Mumbai startup uses a loophole (and jugaad) to let you buy used cars with bitcoin

Mumbai startup uses a loophole (and jugaad) to let you buy used cars with bitcoin

While delivering his Budget speech last month, Finance Minister Arun Jaitley made it clear that the Indian government considers cryptocurrencies illegal and vowed to stamp out their use.

However, Jaitley did not specifically state that trading in cryptocurrencies was illegal, which is why it continues to be business as usual for Indian cryptocurrency exchanges such as Zebpay and Unocoin. 

Now, a Mumbai-based startup is also capitalising on this apparent loophole. Truebil, which runs a used car marketplace, has devised a way to accept cryptocurrencies — bitcoins, to be specific — as payment.


Truebil's co-founder and marketing head Shubh Bansal told TechCircle that this move is perfectly legal.

"We are not accepting the payments directly," Bansal said. "Unocoin as our partner will receive the 'crypto-assets' from the consumer and then change it into a fiat currency before depositing it in our bank account. This brings it under the legal purview of existing laws."

Explaining the back-end infrastructure, Bansal said that Truebil, operated by Paix Technology Pvt Ltd, will neither display any crypto-asset prices nor accept payment online. 


"Truebil will be accepting bitcoin payments at its brick-and-mortar stores using Unocoin's PoS application," he said.  

How it works

Unocoin gives Truebill a barcode, which on being scanned displays the price of a particular car in which a customer is interested. Customers will get a 30-minute lock on the price of the bitcoin should he/she decide to buy the car, with Unocoin taking care of the volatility. 


"Once the customer decides to pay using a bitcoin wallet, the Unocoin PoS can be used to deduct the crypto-asset which will be changed into fiat currency and transferred to our account in 24 hours," Bansal said. 

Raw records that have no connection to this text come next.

// ============================================================================
// Tests
// ============================================================================

#[cfg(test)]
mod tests {
    use super::*;

    // ------------------------------------------------------------------------
    // SchedulePreset Tests
    // ------------------------------------------------------------------------

    mod preset_tests {
        use super::*;

        #[test]
        fn test_default_is_normal() {
            assert_eq!(SchedulePreset::default(), SchedulePreset::Normal);
        }

        #[test]
        fn test_normal_durations() {
            assert_eq!(SchedulePreset::Normal.work_secs(), 600);
            assert_eq!(SchedulePreset::Normal.break_secs(), 30);
        }

        #[test]
        fn test_twenty_durations() {
            assert_eq!(SchedulePreset::TwentyTwentyTwenty.work_secs(), 1200);
            assert_eq!(SchedulePreset::TwentyTwentyTwenty.break_secs(), 20);
        }

        #[test]
        fn test_test_durations() {
            assert_eq!(SchedulePreset::Test.work_secs(), 5);
            assert_eq!(SchedulePreset::Test.break_secs(), 5);
        }

        #[test]
        fn test_as_str() {
            assert_eq!(SchedulePreset::Normal.as_str(), "normal");
            assert_eq!(SchedulePreset::TwentyTwentyTwenty.as_str(), "20-20-20");
            assert_eq!(SchedulePreset::Test.as_str(), "test");
        }

        #[test]
        fn test_all_presets_are_valid_schedules() {
            for preset in [
                SchedulePreset::Normal,
                SchedulePreset::TwentyTwentyTwenty,
                SchedulePreset::Test,
            ] {
                assert!(
                    BreakSchedule::from_preset(preset).validate().is_ok(),
                    "preset {} out of range",
                    preset.as_str()
                );
            }
        }
    }

    // ------------------------------------------------------------------------
    // BreakSchedule Tests
    // ------------------------------------------------------------------------

    mod schedule_tests {
        use super::*;

        #[test]
        fn test_default_matches_normal_preset() {
            let schedule = BreakSchedule::default();
            assert_eq!(schedule.work_secs, 600);
            assert_eq!(schedule.break_secs, 30);
        }

        #[test]
        fn test_durations() {
            let schedule = BreakSchedule {
                work_secs: 120,
                break_secs: 15,
            };
            assert_eq!(schedule.work_duration(), Duration::from_secs(120));
            assert_eq!(schedule.break_duration(), Duration::from_secs(15));
        }

        #[test]
        fn test_validate_ok() {
            let schedule = BreakSchedule {
                work_secs: 600,
                break_secs: 30,
            };
            assert!(schedule.validate().is_ok());
        }

        #[test]
        fn test_validate_boundaries() {
            assert!(BreakSchedule {
                work_secs: 5,
                break_secs: 5
            }
            .validate()
            .is_ok());
            assert!(BreakSchedule {
                work_secs: 14_400,
                break_secs: 3_600
            }
            .validate()
            .is_ok());
        }

        #[test]
        fn test_validate_work_too_low() {
            let schedule = BreakSchedule {
                work_secs: 4,
                break_secs: 30,
            };
            let err = schedule.validate().unwrap_err();
            assert!(err.contains("work duration"));
        }

        #[test]
        fn test_validate_work_too_high() {
            let schedule = BreakSchedule {
                work_secs: 14_401,
                break_secs: 30,
            };
            assert!(schedule.validate().is_err());
        }

        #[test]
        fn test_validate_break_too_low() {
            let schedule = BreakSchedule {
                work_secs: 600,
                break_secs: 4,
            };
            let err = schedule.validate().unwrap_err();
            assert!(err.contains("break duration"));
        }

        #[test]
        fn test_validate_break_too_high() {
            let schedule = BreakSchedule {
                work_secs: 600,
                break_secs: 3_601,
            };
            assert!(schedule.validate().is_err());
        }
    }

    // ------------------------------------------------------------------------
    // Resolution Tests
    // ------------------------------------------------------------------------

    mod resolve_tests {
        use super::*;

        fn file_config(work: Option<u64>, brk: Option<u64>) -> FileConfig {
            FileConfig {
                work_seconds: work,
                break_seconds: brk,
                ..FileConfig::default()
            }
        }

        #[test]
        fn test_resolve_defaults() {
            let schedule = BreakSchedule::resolve(None, None, None, None);
            assert_eq!(schedule, BreakSchedule::default());
        }

        #[test]
        fn test_resolve_preset() {
            let schedule =
                BreakSchedule::resolve(Some(SchedulePreset::Test), None, None, None);
            assert_eq!(schedule.work_secs, 5);
            assert_eq!(schedule.break_secs, 5);
        }

        #[test]
        fn test_resolve_file_overrides_defaults() {
            let cfg = file_config(Some(900), Some(45));
            let schedule = BreakSchedule::resolve(None, None, None, Some(&cfg));
            assert_eq!(schedule.work_secs, 900);
            assert_eq!(schedule.break_secs, 45);
        }

        #[test]
        fn test_resolve_partial_file_keeps_defaults() {
            let cfg = file_config(Some(900), None);
            let schedule = BreakSchedule::resolve(None, None, None, Some(&cfg));
            assert_eq!(schedule.work_secs, 900);
            assert_eq!(schedule.break_secs, 30);
        }

        #[test]
        fn test_resolve_preset_beats_file() {
            let cfg = file_config(Some(900), Some(45));
            let schedule = BreakSchedule::resolve(
                Some(SchedulePreset::TwentyTwentyTwenty),
                None,
                None,
                Some(&cfg),
            );
            assert_eq!(schedule.work_secs, 1200);
            assert_eq!(schedule.break_secs, 20);
        }

        #[test]
        fn test_resolve_explicit_beats_preset() {
            let schedule = BreakSchedule::resolve(
                Some(SchedulePreset::Normal),
                Some(300),
                None,
                None,
            );
            assert_eq!(schedule.work_secs, 300);
            assert_eq!(schedule.break_secs, 30);
        }

        #[test]
        fn test_resolve_explicit_beats_file() {
            let cfg = file_config(Some(900), Some(45));
            let schedule =
                BreakSchedule::resolve(None, Some(120), Some(10), Some(&cfg));
            assert_eq!(schedule.work_secs, 120);
            assert_eq!(schedule.break_secs, 10);
        }
    }

    // ------------------------------------------------------------------------
    // LockWatchSettings Tests
    // ------------------------------------------------------------------------

    mod lock_watch_tests {
        use super::*;

        fn file_config(
            poll: Option<u64>,
            watch: Option<bool>,
        ) -> FileConfig {
            FileConfig {
                lock_poll_seconds: poll,
                watch_lock: watch,
                ..FileConfig::default()
            }
        }

        #[test]
        fn test_resolve_defaults() {
            let settings = LockWatchSettings::resolve(false, None, None);
            assert!(settings.enabled);
            assert_eq!(settings.poll_secs, 5);
        }

        #[test]
        fn test_flag_disables_watching() {
            let settings = LockWatchSettings::resolve(true, None, None);
            assert!(!settings.enabled);
        }

        #[test]
        fn test_config_disables_watching() {
            let cfg = file_config(None, Some(false));
            let settings = LockWatchSettings::resolve(false, None, Some(&cfg));
            assert!(!settings.enabled);
        }

        #[test]
        fn test_flag_beats_config_enable() {
            let cfg = file_config(None, Some(true));
            let settings = LockWatchSettings::resolve(true, None, Some(&cfg));
            assert!(!settings.enabled);
        }

        #[test]
        fn test_config_poll_interval_used() {
            let cfg = file_config(Some(10), None);
            let settings = LockWatchSettings::resolve(false, None, Some(&cfg));
            assert_eq!(settings.poll_secs, 10);
        }

        #[test]
        fn test_explicit_poll_beats_config() {
            let cfg = file_config(Some(10), None);
            let settings = LockWatchSettings::resolve(false, Some(2), Some(&cfg));
            assert_eq!(settings.poll_secs, 2);
        }

        #[test]
        fn test_validate_ok() {
            let settings = LockWatchSettings {
                enabled: true,
                poll_secs: 5,
            };
            assert!(settings.validate().is_ok());
        }

        #[test]
        fn test_validate_boundaries() {
            for poll_secs in [1, 300] {
                let settings = LockWatchSettings {
                    enabled: true,
                    poll_secs,
                };
                assert!(settings.validate().is_ok(), "poll_secs {}", poll_secs);
            }
        }

        #[test]
        fn test_validate_rejects_zero() {
            let settings = LockWatchSettings {
                enabled: true,
                poll_secs: 0,
            };
            let err = settings.validate().unwrap_err();
            assert!(err.contains("lock poll interval"));
        }

        #[test]
        fn test_validate_rejects_too_high() {
            let settings = LockWatchSettings {
                enabled: true,
                poll_secs: 301,
            };
            assert!(settings.validate().is_err());
        }

        #[test]
        fn test_zero_poll_from_config_is_rejected() {
            // A config-sourced interval bypasses the CLI range check, so
            // validation has to catch it before the watcher spawns.
            let cfg = file_config(Some(0), None);
            let settings = LockWatchSettings::resolve(false, None, Some(&cfg));
            assert!(settings.validate().is_err());
        }
    }

    // ------------------------------------------------------------------------
    // SessionPhase Tests
    // ------------------------------------------------------------------------

    mod phase_tests {
        use super::*;

        #[test]
        fn test_as_str() {
            assert_eq!(SessionPhase::Working.as_str(), "working");
            assert_eq!(SessionPhase::Breaking.as_str(), "breaking");
        }

        #[test]
        fn test_copy_and_eq() {
            let phase = SessionPhase::Breaking;
            let copied = phase;
            assert_eq!(phase, copied);
            assert_ne!(phase, SessionPhase::Working);
        }
    }
}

He added that Unocoin was not charging the startup or customers.

Naveen CT, vice president of sales and business alliances at Unocoin, told TechCircle that the partnership with Truebil will help increase the number of points where cryptocurrencies are accepted in India. 


However, legal experts are not entirely convinced about this arrangement. 

"The RBI [Reserve Bank of India] has issued a series of regulation indicating security-related risks associated with dealing with cryptocurrencies," Prashant Phillips, partner at law firm Lakshmikumaran & Sridharan, told TechCircle. "Such transactions would be most certainly on the government’s radar." 

He explained that while there is no specific provision which penalises cryptocurrency-based transactions, the government has clearly indicated that it considers the validity of such dealings to be on par with ponzi schemes.


"If a formal notice is passed declaring such transactions as ponzi schemes, then such transactions may be punishable in terms of the Prize Chits and Money Circulation Schemes (Banning) Act, 1978," he added.

Mind the gap

Truebil is not the only company is looking to accept cryptocurrencies without breaking the law. 


"Many companies are taking a route similar to that opted by game companies which allow users to buy virtual coins and spend them in the game," said an industry expert. "This is quite legal and is in common use by Android game developers,

Mumbai-based AS JustRide Tours and Travels Pvt. Ltd, which operates peer-to-peer car and bike rental platform Drivezy, recently raised $5 million via an initial coin offering (ICO) and has said that it wants to offer rental services in exchange of cryptocurrencies. 

Like Drivezy, several Indian companies such as WandX, Nucleus Vision, Bitindia and Cashaa have chosen the initial coin offering route (ICO) route to raise money instead of opting for an initial public offering (IPO). 

Drivezy had told TechCircle that the company's ICO had seen participation only from foreign countries due to ambigious laws surrounding the process in India.

Ajeet Khurana, head of the Blockchain and Cryptocurrency Committee of India, which is an independent body, said the law does not offer clarity on ICOs. 

"While one can say ICOs come under its purview or should follow the law, another can just simply say that the law is outdated as ICOs were not present when it was put in place," he said.

However, companies raising money via ICOs may not have it quite so easy in the long run as regulators in several countries, including the US, have started cracking down on companies dealing with cryptocurrencies. 

A recent report by The Wall Street Journal (WSJ) said that tech companies and advisors dealing in ICOs have been served notices by the US markets regulator compelling their attendance at courts and asking them to present crucial transaction details.